# [Saved entries]
·····

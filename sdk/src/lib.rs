//! Ray Swap Rust SDK
//!
//! Single-hop swaps against Raydium v4 constant-product pools on Solana.
//! Resolves a mint pair to a pool, quotes it against live reserves, builds a
//! legacy or versioned transaction and sends or simulates it.
//!
//! # Quick Start
//!
//! ```rust,no_run
//! use ray_swap_sdk::{ExecutionMode, KnownPool, SwapClient, SwapParams};
//! use solana_sdk::{pubkey::Pubkey, signature::Keypair};
//! use std::str::FromStr;
//!
//! #[tokio::main]
//! async fn main() -> Result<(), Box<dyn std::error::Error>> {
//!     let client = SwapClient::new("https://api.mainnet-beta.solana.com");
//!     let payer  = Keypair::new(); // use a funded keypair
//!
//!     let sol  = Pubkey::from_str("So11111111111111111111111111111111111111112")?;
//!     let usdc = Pubkey::from_str("EPjFWdd5AufqSSqeM2qN1xzybapC8G4wEGGkZwyTDt1v")?;
//!     let pool = KnownPool(Pubkey::from_str("58oQChx4yWmvKdwLLZzBi4ChoCc2fqCUWBkwMihLYQo2")?);
//!
//!     // 1. Dry run first
//!     let mut params = SwapParams::new(sol, usdc, 10_000_000);
//!     params.mode = ExecutionMode::Simulate;
//!     let sim = client.swap(&payer, &pool, params).await?;
//!     println!("expected out: {}  min: {}", sim.quote.amount_out, sim.quote.min_amount_out);
//!
//!     // 2. Send it
//!     params.mode = ExecutionMode::Send;
//!     let sent = client.swap(&payer, &pool, params).await?;
//!     println!("https://solscan.io/tx/{}", sent.signature().map(|s| s.to_string()).unwrap_or_default());
//!
//!     Ok(())
//! }
//! ```
//!
//! # Pipeline
//!
//! | Step | Entry point |
//! |------|-------------|
//! | Decode AMM / market accounts | [`state::parse_amm`], [`state::parse_market`] |
//! | Derive market authority | [`authority::derive_market_authority`] |
//! | Resolve pool keys | [`PoolKeyResolver::resolve_pool`], [`PoolCatalog::find_pool`] |
//! | Quote | [`math::compute_amount_out`] |
//! | Build | [`TransactionBuilder::build`] |
//! | Send / simulate | [`Broadcaster::send`], [`Broadcaster::simulate`] |

pub mod authority;
pub mod broadcast;
pub mod catalog;
pub mod client;
pub mod discovery;
pub mod error;
pub mod instructions;
pub mod ledger;
pub mod math;
pub mod pool_keys;
pub mod resolver;
pub mod state;
pub mod transaction;
pub mod types;

pub use broadcast::Broadcaster;
pub use catalog::PoolCatalog;
pub use client::SwapClient;
pub use discovery::{DexScreenerLocator, KnownPool, PoolLocation, PoolLocator};
pub use error::{Error, Result};
pub use instructions::{FixedSide, RaydiumV4Instructions, SwapInstructionSource};
pub use ledger::{Checkpoint, Ledger, OwnerTokenAccount};
pub use math::{PoolInfo, Quote, Slippage};
pub use pool_keys::PoolKeys;
pub use resolver::PoolKeyResolver;
pub use transaction::{SwapTransaction, TransactionBuilder, TxFormat};
pub use types::*;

·····

# [Activity]
The answer is a number alone: how many lines of the data contain the string "ledger"?

# [Task solution]
2